## Problem to work on
Your output should consist of the data, copied exactly.

## Exercise data
BEGIN
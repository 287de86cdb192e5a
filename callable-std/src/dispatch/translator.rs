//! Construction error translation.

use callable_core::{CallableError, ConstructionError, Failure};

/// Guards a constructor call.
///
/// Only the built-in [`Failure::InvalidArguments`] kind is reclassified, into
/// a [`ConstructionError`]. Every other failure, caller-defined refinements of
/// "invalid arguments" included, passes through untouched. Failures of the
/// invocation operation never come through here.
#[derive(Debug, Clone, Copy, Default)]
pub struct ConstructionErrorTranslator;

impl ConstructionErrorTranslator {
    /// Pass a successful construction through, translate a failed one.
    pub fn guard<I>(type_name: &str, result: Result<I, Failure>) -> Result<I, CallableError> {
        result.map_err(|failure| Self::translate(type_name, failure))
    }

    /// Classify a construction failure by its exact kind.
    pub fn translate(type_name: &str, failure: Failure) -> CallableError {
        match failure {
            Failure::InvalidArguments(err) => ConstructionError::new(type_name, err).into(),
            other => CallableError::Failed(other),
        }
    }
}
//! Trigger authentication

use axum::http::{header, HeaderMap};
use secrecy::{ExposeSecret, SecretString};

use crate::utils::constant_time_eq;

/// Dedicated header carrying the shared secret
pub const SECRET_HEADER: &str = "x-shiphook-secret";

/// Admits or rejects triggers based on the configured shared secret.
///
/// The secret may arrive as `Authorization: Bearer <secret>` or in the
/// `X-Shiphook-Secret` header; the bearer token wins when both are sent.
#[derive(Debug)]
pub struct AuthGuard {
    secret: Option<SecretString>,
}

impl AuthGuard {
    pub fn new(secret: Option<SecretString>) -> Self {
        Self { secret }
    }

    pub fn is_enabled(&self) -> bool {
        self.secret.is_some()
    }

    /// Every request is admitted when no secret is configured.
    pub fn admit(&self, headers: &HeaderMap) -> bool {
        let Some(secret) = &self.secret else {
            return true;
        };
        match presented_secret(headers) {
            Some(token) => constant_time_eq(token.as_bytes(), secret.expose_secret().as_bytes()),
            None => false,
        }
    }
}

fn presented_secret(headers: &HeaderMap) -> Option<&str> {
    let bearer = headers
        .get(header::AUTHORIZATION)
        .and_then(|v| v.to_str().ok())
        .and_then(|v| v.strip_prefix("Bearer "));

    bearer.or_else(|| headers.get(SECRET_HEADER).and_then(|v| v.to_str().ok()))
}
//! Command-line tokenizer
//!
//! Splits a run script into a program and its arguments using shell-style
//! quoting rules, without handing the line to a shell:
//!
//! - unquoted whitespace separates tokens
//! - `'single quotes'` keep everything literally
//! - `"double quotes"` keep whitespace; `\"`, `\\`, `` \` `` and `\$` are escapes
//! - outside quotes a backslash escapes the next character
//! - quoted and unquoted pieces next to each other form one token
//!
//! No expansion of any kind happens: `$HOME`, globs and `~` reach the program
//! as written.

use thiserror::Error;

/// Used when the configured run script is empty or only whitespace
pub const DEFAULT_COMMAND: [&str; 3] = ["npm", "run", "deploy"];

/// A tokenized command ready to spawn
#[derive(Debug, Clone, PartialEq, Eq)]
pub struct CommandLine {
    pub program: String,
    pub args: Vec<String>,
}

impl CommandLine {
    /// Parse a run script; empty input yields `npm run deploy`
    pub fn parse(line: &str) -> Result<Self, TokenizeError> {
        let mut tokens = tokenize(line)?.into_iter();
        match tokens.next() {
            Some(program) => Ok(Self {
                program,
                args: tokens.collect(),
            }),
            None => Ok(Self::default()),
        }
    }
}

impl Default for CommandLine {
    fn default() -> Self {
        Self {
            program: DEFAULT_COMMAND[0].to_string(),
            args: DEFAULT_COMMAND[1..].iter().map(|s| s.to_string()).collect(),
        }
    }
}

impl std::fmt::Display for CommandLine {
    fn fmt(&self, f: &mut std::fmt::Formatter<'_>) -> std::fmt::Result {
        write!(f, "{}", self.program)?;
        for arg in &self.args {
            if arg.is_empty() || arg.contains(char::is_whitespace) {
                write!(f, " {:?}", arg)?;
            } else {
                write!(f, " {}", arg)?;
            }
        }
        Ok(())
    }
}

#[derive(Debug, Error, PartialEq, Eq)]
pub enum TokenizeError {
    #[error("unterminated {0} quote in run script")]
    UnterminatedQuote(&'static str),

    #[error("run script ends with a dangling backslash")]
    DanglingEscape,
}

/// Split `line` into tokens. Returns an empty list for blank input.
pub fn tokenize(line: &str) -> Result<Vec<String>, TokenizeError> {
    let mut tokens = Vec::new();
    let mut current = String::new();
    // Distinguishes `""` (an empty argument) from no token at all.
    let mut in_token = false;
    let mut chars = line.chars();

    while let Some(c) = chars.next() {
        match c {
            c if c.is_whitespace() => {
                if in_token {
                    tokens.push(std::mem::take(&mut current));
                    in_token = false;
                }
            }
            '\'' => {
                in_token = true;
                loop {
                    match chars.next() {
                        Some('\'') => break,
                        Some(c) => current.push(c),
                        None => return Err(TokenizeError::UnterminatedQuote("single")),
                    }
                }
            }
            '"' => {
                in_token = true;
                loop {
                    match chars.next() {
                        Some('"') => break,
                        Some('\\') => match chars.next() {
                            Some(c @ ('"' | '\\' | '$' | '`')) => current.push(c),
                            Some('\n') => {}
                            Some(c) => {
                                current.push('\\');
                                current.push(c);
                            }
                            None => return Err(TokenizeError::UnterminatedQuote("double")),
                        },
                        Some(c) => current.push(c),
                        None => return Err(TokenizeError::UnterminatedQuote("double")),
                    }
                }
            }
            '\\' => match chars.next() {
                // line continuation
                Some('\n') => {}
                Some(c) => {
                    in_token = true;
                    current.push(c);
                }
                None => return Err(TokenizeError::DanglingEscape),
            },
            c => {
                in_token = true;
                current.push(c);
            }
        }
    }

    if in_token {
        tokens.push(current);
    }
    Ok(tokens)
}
END
## Response below
repository 287de86cdb192e5a
filename callable-std/src/dispatch/translator.rs
//! Construction error translation.

use callable_core::{CallableError, ConstructionError, Failure};

/// Guards a constructor call.
///
/// Only the built-in [`Failure::InvalidArguments`] kind is reclassified, into
/// a [`ConstructionError`]. Every other failure, caller-defined refinements of
/// "invalid arguments" included, passes through untouched. Failures of the
/// invocation operation never come through here.
#[derive(Debug, Clone, Copy, Default)]
pub struct ConstructionErrorTranslator;

impl ConstructionErrorTranslator {
    /// Pass a successful construction through, translate a failed one.
    pub fn guard<I>(type_name: &str, result: Result<I, Failure>) -> Result<I, CallableError> {
        result.map_err(|failure| Self::translate(type_name, failure))
    }

    /// Classify a construction failure by its exact kind.
    pub fn translate(type_name: &str, failure: Failure) -> CallableError {
        match failure {
            Failure::InvalidArguments(err) => ConstructionError::new(type_name, err).into(),
            other => CallableError::Failed(other),
        }
    }
}
//! Trigger authentication

use axum::http::{header, HeaderMap};
use secrecy::{ExposeSecret, SecretString};

use crate::utils::constant_time_eq;

/// Dedicated header carrying the shared secret
pub const SECRET_HEADER: &str = "x-shiphook-secret";

/// Admits or rejects triggers based on the configured shared secret.
///
/// The secret may arrive as `Authorization: Bearer <secret>` or in the
/// `X-Shiphook-Secret` header; the bearer token wins when both are sent.
#[derive(Debug)]
pub struct AuthGuard {
    secret: Option<SecretString>,
}

impl AuthGuard {
    pub fn new(secret: Option<SecretString>) -> Self {
        Self { secret }
    }

    pub fn is_enabled(&self) -> bool {
        self.secret.is_some()
    }

    /// Every request is admitted when no secret is configured.
    pub fn admit(&self, headers: &HeaderMap) -> bool {
        let Some(secret) = &self.secret else {
            return true;
        };
        match presented_secret(headers) {
            Some(token) => constant_time_eq(token.as_bytes(), secret.expose_secret().as_bytes()),
            None => false,
        }
    }
}

fn presented_secret(headers: &HeaderMap) -> Option<&str> {
    let bearer = headers
        .get(header::AUTHORIZATION)
        .and_then(|v| v.to_str().ok())
        .and_then(|v| v.strip_prefix("Bearer "));

    bearer.or_else(|| headers.get(SECRET_HEADER).and_then(|v| v.to_str().ok()))
}
//! Command-line tokenizer
//!
//! Splits a run script into a program and its arguments using shell-style
//! quoting rules, without handing the line to a shell:
//!
//! - unquoted whitespace separates tokens
//! - `'single quotes'` keep everything literally
//! - `"double quotes"` keep whitespace; `\"`, `\\`, `` \` `` and `\$` are escapes
//! - outside quotes a backslash escapes the next character
//! - quoted and unquoted pieces next to each other form one token
//!
//! No expansion of any kind happens: `$HOME`, globs and `~` reach the program
//! as written.

use thiserror::Error;

/// Used when the configured run script is empty or only whitespace
pub const DEFAULT_COMMAND: [&str; 3] = ["npm", "run", "deploy"];

/// A tokenized command ready to spawn
#[derive(Debug, Clone, PartialEq, Eq)]
pub struct CommandLine {
    pub program: String,
    pub args: Vec<String>,
}

impl CommandLine {
    /// Parse a run script; empty input yields `npm run deploy`
    pub fn parse(line: &str) -> Result<Self, TokenizeError> {
        let mut tokens = tokenize(line)?.into_iter();
        match tokens.next() {
            Some(program) => Ok(Self {
                program,
                args: tokens.collect(),
            }),
            None => Ok(Self::default()),
        }
    }
}

impl Default for CommandLine {
    fn default() -> Self {
        Self {
            program: DEFAULT_COMMAND[0].to_string(),
            args: DEFAULT_COMMAND[1..].iter().map(|s| s.to_string()).collect(),
        }
    }
}

impl std::fmt::Display for CommandLine {
    fn fmt(&self, f: &mut std::fmt::Formatter<'_>) -> std::fmt::Result {
        write!(f, "{}", self.program)?;
        for arg in &self.args {
            if arg.is_empty() || arg.contains(char::is_whitespace) {
                write!(f, " {:?}", arg)?;
            } else {
                write!(f, " {}", arg)?;
            }
        }
        Ok(())
    }
}

#[derive(Debug, Error, PartialEq, Eq)]
pub enum TokenizeError {
    #[error("unterminated {0} quote in run script")]
    UnterminatedQuote(&'static str),

    #[error("run script ends with a dangling backslash")]
    DanglingEscape,
}

/// Split `line` into tokens. Returns an empty list for blank input.
pub fn tokenize(line: &str) -> Result<Vec<String>, TokenizeError> {
    let mut tokens = Vec::new();
    let mut current = String::new();
    // Distinguishes `""` (an empty argument) from no token at all.
    let mut in_token = false;
    let mut chars = line.chars();

    while let Some(c) = chars.next() {
        match c {
            c if c.is_whitespace() => {
                if in_token {
                    tokens.push(std::mem::take(&mut current));
                    in_token = false;
                }
            }
            '\'' => {
                in_token = true;
                loop {
                    match chars.next() {
                        Some('\'') => break,
                        Some(c) => current.push(c),
                        None => return Err(TokenizeError::UnterminatedQuote("single")),
                    }
                }
            }
            '"' => {
                in_token = true;
                loop {
                    match chars.next() {
                        Some('"') => break,
                        Some('\\') => match chars.next() {
                            Some(c @ ('"' | '\\' | '$' | '`')) => current.push(c),
                            Some('\n') => {}
                            Some(c) => {
                                current.push('\\');
                                current.push(c);
                            }
                            None => return Err(TokenizeError::UnterminatedQuote("double")),
                        },
                        Some(c) => current.push(c),
                        None => return Err(TokenizeError::UnterminatedQuote("double")),
                    }
                }
            }
            '\\' => match chars.next() {
                // line continuation
                Some('\n') => {}
                Some(c) => {
                    in_token = true;
                    current.push(c);
                }
                None => return Err(TokenizeError::DanglingEscape),
            },
            c => {
                in_token = true;
                current.push(c);
            }
        }
    }

    if in_token {
        tokens.push(current);
    }
    Ok(tokens)
}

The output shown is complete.